Stored data entries:
================

//! `SqliteDatabase` is a concrete implementation of a payment engine backend.
//!
//! Unsurprisingly, it uses SQLite as the backend and implements the traits defined in the
//! [`crate::traits`] module. Every money-moving method wraps its statements in one transaction, so
//! the entry-insert and balance-update pair commits or rolls back as a unit.

use std::fmt::Debug;

use log::*;
use spg_common::MicroUsd;
use sqlx::SqlitePool;

use super::{
    db::{ledger, payment_links, payments, wallets, withdrawals},
    db_url,
    new_pool,
};
use crate::{
    db_types::{
        Actor,
        EntryType,
        LedgerEntry,
        NewLedgerEntry,
        NewPayment,
        NewPaymentLink,
        NewWithdrawalRequest,
        OrderId,
        Payment,
        PaymentLink,
        ReviewTier,
        Wallet,
        WithdrawalDecision,
        WithdrawalRequest,
        WithdrawalStatus,
    },
    traits::{
        InsertPaymentResult,
        LedgerDatabase,
        LedgerError,
        ProcessedWithdrawal,
        WalletManagement,
        WalletQueryError,
    },
};

#[derive(Clone)]
pub struct SqliteDatabase {
    url: String,
    pool: SqlitePool,
}

impl Debug for SqliteDatabase {
    fn fmt(&self, f: &mut std::fmt::Formatter<'_>) -> std::fmt::Result {
        writeln!(f, "SqliteDatabase ({:?})", self.pool)
    }
}

impl SqliteDatabase {
    /// Creates a new database API object using the URL from the environment.
    pub async fn new() -> Result<Self, LedgerError> {
        let url = db_url();
        SqliteDatabase::new_with_url(url.as_str(), 5).await
    }

    pub async fn new_with_url(url: &str, max_connections: u32) -> Result<Self, LedgerError> {
        trace!("Creating new database connection pool with url {url}");
        let pool = new_pool(url, max_connections).await?;
        let url = url.to_string();
        Ok(Self { url, pool })
    }

    /// Returns a reference to the database connection pool.
    pub fn pool(&self) -> &SqlitePool {
        &self.pool
    }
}

impl LedgerDatabase for SqliteDatabase {
    fn url(&self) -> &str {
        self.url.as_str()
    }

    async fn create_wallet(&self, owner_id: &str) -> Result<Wallet, LedgerError> {
        let mut conn = self.pool.acquire().await?;
        wallets::insert_wallet(owner_id, &mut conn).await
    }

    async fn fetch_wallet(&self, wallet_id: i64) -> Result<Option<Wallet>, LedgerError> {
        let mut conn = self.pool.acquire().await?;
        Ok(wallets::wallet_by_id(wallet_id, &mut conn).await?)
    }

    async fn fetch_wallet_for_owner(&self, owner_id: &str) -> Result<Option<Wallet>, LedgerError> {
        let mut conn = self.pool.acquire().await?;
        Ok(wallets::wallet_for_owner(owner_id, &mut conn).await?)
    }

    async fn credit_wallet(&self, wallet_id: i64, entry: NewLedgerEntry) -> Result<i64, LedgerError> {
        let mut tx = self.pool.begin().await?;
        wallets::adjust_balance(wallet_id, entry.amount, &mut tx).await?;
        let entry_id = ledger::insert_entry(wallet_id, entry.amount, &entry, &mut tx).await?;
        tx.commit().await?;
        trace!("🗃️ Wallet #{wallet_id} credited {} (entry #{entry_id})", entry.amount);
        Ok(entry_id)
    }

    async fn debit_wallet(&self, wallet_id: i64, entry: NewLedgerEntry) -> Result<i64, LedgerError> {
        let mut tx = self.pool.begin().await?;
        let applied = wallets::guarded_debit(wallet_id, entry.amount, &mut tx).await?;
        if !applied {
            let available = wallets::wallet_by_id(wallet_id, &mut tx)
                .await?
                .ok_or(LedgerError::WalletNotFound(wallet_id))?
                .balance;
            return Err(LedgerError::InsufficientBalance { requested: entry.amount, available });
        }
        let entry_id = ledger::insert_entry(wallet_id, -entry.amount, &entry, &mut tx).await?;
        tx.commit().await?;
        trace!("🗃️ Wallet #{wallet_id} debited {} (entry #{entry_id})", entry.amount);
        Ok(entry_id)
    }

    async fn settle_order(&self, wallet_id: i64, payment: NewPayment) -> Result<InsertPaymentResult, LedgerError> {
        let mut tx = self.pool.begin().await?;
        match payments::insert_payment(&payment, &mut tx).await? {
            Some(stored) => {
                let entry = NewLedgerEntry::new(stored.net_amount, EntryType::Payment)
                    .with_reference(stored.order_id.as_str());
                let entry_id = ledger::insert_entry(wallet_id, stored.net_amount, &entry, &mut tx).await?;
                wallets::adjust_balance(wallet_id, stored.net_amount, &mut tx).await?;
                tx.commit().await?;
                debug!(
                    "🗃️ Order {} settled. {} credited to wallet #{wallet_id} (entry #{entry_id})",
                    stored.order_id, stored.net_amount
                );
                Ok(InsertPaymentResult::Inserted { payment: stored, entry_id })
            },
            None => {
                let existing = payments::payment_by_order_id(&payment.order_id, &mut tx).await?.ok_or_else(|| {
                    LedgerError::DatabaseError(format!(
                        "Duplicate insert detected for order {}, but no payment row could be read back",
                        payment.order_id
                    ))
                })?;
                debug!("🗃️ Order {} has already been settled. Not crediting again.", existing.order_id);
                Ok(InsertPaymentResult::AlreadyExists(existing))
            },
        }
    }

    async fn fetch_payment_by_order_id(&self, order_id: &OrderId) -> Result<Option<Payment>, LedgerError> {
        let mut conn = self.pool.acquire().await?;
        Ok(payments::payment_by_order_id(order_id, &mut conn).await?)
    }

    async fn create_payment_link(&self, link: NewPaymentLink) -> Result<PaymentLink, LedgerError> {
        let mut conn = self.pool.acquire().await?;
        let link = payment_links::insert_link(&link, &mut conn).await?;
        debug!("🗃️ Payment link {} created for {}", link.link_code, link.owner_id);
        Ok(link)
    }

    async fn fetch_payment_link(&self, link_code: &str) -> Result<Option<PaymentLink>, LedgerError> {
        let mut conn = self.pool.acquire().await?;
        Ok(payment_links::link_by_code(link_code, &mut conn).await?)
    }

    async fn deactivate_payment_link(&self, link_code: &str) -> Result<(), LedgerError> {
        let mut conn = self.pool.acquire().await?;
        Ok(payment_links::deactivate_link(link_code, &mut conn).await?)
    }

    async fn insert_withdrawal_request(
        &self,
        request: NewWithdrawalRequest,
    ) -> Result<WithdrawalRequest, LedgerError> {
        let mut tx = self.pool.begin().await?;
        let wallet = wallets::wallet_for_owner(&request.owner_id, &mut tx)
            .await?
            .ok_or_else(|| LedgerError::WalletNotFoundForOwner(request.owner_id.clone()))?;
        if wallet.balance < request.amount {
            return Err(LedgerError::InsufficientBalance { requested: request.amount, available: wallet.balance });
        }
        let stored = withdrawals::insert_request(&request, &mut tx).await?;
        tx.commit().await?;
        debug!("🗃️ Withdrawal request #{} of {} recorded for {}", stored.id, stored.amount, stored.owner_id);
        Ok(stored)
    }

    async fn process_withdrawal_request(
        &self,
        request_id: i64,
        decision: WithdrawalDecision,
        processed_by: &Actor,
        notes: Option<String>,
    ) -> Result<ProcessedWithdrawal, LedgerError> {
        let mut tx = self.pool.begin().await?;
        let request = withdrawals::request_by_id(request_id, &mut tx)
            .await?
            .ok_or(LedgerError::WithdrawalNotFound(request_id))?;
        if request.status != WithdrawalStatus::Pending {
            return Err(LedgerError::AlreadyProcessed(request_id));
        }
        let processor = processed_by.to_string();
        match decision {
            WithdrawalDecision::Rejected => {
                let updated = withdrawals::mark_processed(
                    request_id,
                    WithdrawalStatus::Rejected,
                    &processor,
                    notes.as_deref(),
                    &mut tx,
                )
                .await?;
                tx.commit().await?;
                debug!("🗃️ Withdrawal request #{request_id} rejected by {processed_by}.");
                Ok(ProcessedWithdrawal { request: updated, wallet_id: None, debit_entry_id: None })
            },
            WithdrawalDecision::Approved => {
                let wallet = wallets::wallet_for_owner(&request.owner_id, &mut tx)
                    .await?
                    .ok_or_else(|| LedgerError::WalletNotFoundForOwner(request.owner_id.clone()))?;
                let applied = wallets::guarded_debit(wallet.id, request.amount, &mut tx).await?;
                if applied {
                    let entry = NewLedgerEntry::new(request.amount, EntryType::Withdrawal)
                        .with_reference(request_id.to_string());
                    let entry_id = ledger::insert_entry(wallet.id, -request.amount, &entry, &mut tx).await?;
                    let updated = withdrawals::mark_processed(
                        request_id,
                        WithdrawalStatus::Approved,
                        &processor,
                        notes.as_deref(),
                        &mut tx,
                    )
                    .await?;
                    tx.commit().await?;
                    debug!(
                        "🗃️ Withdrawal request #{request_id} approved by {processed_by}. {} debited from wallet \
                         #{} (entry #{entry_id})",
                        request.amount, wallet.id
                    );
                    Ok(ProcessedWithdrawal {
                        request: updated,
                        wallet_id: Some(wallet.id),
                        debit_entry_id: Some(entry_id),
                    })
                } else {
                    // The balance shrank since the request was made. Approval must never partially
                    // succeed, so the request converts to a rejection with the reason recorded.
                    let reason = format!(
                        "Insufficient balance at approval time: available {}, requested {}",
                        wallet.balance, request.amount
                    );
                    let notes = match notes {
                        Some(n) => format!("{n} | {reason}"),
                        None => reason,
                    };
                    let updated = withdrawals::mark_processed(
                        request_id,
                        WithdrawalStatus::Rejected,
                        &processor,
                        Some(&notes),
                        &mut tx,
                    )
                    .await?;
                    tx.commit().await?;
                    warn!(
                        "🗃️ Withdrawal request #{request_id} could not be covered by wallet #{} and has been \
                         rejected.",
                        wallet.id
                    );
                    Ok(ProcessedWithdrawal { request: updated, wallet_id: None, debit_entry_id: None })
                }
            },
        }
    }

    async fn record_payout_order(
        &self,
        request_id: i64,
        payout_order_id: &str,
    ) -> Result<WithdrawalRequest, LedgerError> {
        let mut tx = self.pool.begin().await?;
        let request = withdrawals::request_by_id(request_id, &mut tx)
            .await?
            .ok_or(LedgerError::WithdrawalNotFound(request_id))?;
        if request.status != WithdrawalStatus::Approved {
            return Err(LedgerError::NotApproved(request_id));
        }
        let updated = withdrawals::set_payout_order(request_id, payout_order_id, &mut tx).await?;
        tx.commit().await?;
        debug!("🗃️ Withdrawal request #{request_id} linked to payout order {payout_order_id}");
        Ok(updated)
    }

    async fn ledger_sum_for_wallet(&self, wallet_id: i64) -> Result<MicroUsd, LedgerError> {
        let mut conn = self.pool.acquire().await?;
        Ok(ledger::sum_for_wallet(wallet_id, &mut conn).await?)
    }

    async fn wallet_ids(&self) -> Result<Vec<i64>, LedgerError> {
        let mut conn = self.pool.acquire().await?;
        Ok(wallets::all_wallet_ids(&mut conn).await?)
    }

    async fn fetch_orphaned_payments(&self) -> Result<Vec<Payment>, LedgerError> {
        let mut conn = self.pool.acquire().await?;
        Ok(payments::orphaned_payments(&mut conn).await?)
    }

    async fn close(&mut self) -> Result<(), LedgerError> {
        self.pool.close().await;
        Ok(())
    }
}

impl WalletManagement for SqliteDatabase {
    async fn balance_for_owner(&self, owner_id: &str) -> Result<MicroUsd, WalletQueryError> {
        let mut conn = self.pool.acquire().await?;
        let wallet = wallets::wallet_for_owner(owner_id, &mut conn)
            .await?
            .ok_or_else(|| WalletQueryError::UnknownOwner(owner_id.to_string()))?;
        Ok(wallet.balance)
    }

    async fn wallet_for_owner(&self, owner_id: &str) -> Result<Option<Wallet>, WalletQueryError> {
        let mut conn = self.pool.acquire().await?;
        Ok(wallets::wallet_for_owner(owner_id, &mut conn).await?)
    }

    async fn ledger_entries_for_wallet(&self, wallet_id: i64) -> Result<Vec<LedgerEntry>, WalletQueryError> {
        let mut conn = self.pool.acquire().await?;
        Ok(ledger::entries_for_wallet(wallet_id, &mut conn).await?)
    }

    async fn pending_withdrawals(
        &self,
        tier: Option<ReviewTier>,
    ) -> Result<Vec<WithdrawalRequest>, WalletQueryError> {
        let mut conn = self.pool.acquire().await?;
        Ok(withdrawals::pending_requests(tier, &mut conn).await?)
    }

    async fn withdrawal_by_id(&self, request_id: i64) -> Result<Option<WithdrawalRequest>, WalletQueryError> {
        let mut conn = self.pool.acquire().await?;
        Ok(withdrawals::request_by_id(request_id, &mut conn).await?)
    }

    async fn payments_for_owner(&self, owner_id: &str) -> Result<Vec<Payment>, WalletQueryError> {
        let mut conn = self.pool.acquire().await?;
        Ok(payments::payments_for_owner(owner_id, &mut conn).await?)
    }

    async fn payment_for_order(&self, order_id: &OrderId) -> Result<Option<Payment>, WalletQueryError> {
        let mut conn = self.pool.acquire().await?;
        Ok(payments::payment_by_order_id(order_id, &mut conn).await?)
    }
}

================

> **TASK DETAILS**
Which lines above contain the word "ProcessedWithdrawal"? Show each of them.

> **SOLVED EXERCISE**
        ProcessedWithdrawal,
    ) -> Result<ProcessedWithdrawal, LedgerError> {
                Ok(ProcessedWithdrawal { request: updated, wallet_id: None, debit_entry_id: None })
                    Ok(ProcessedWithdrawal {
                    Ok(ProcessedWithdrawal { request: updated, wallet_id: None, debit_entry_id: None })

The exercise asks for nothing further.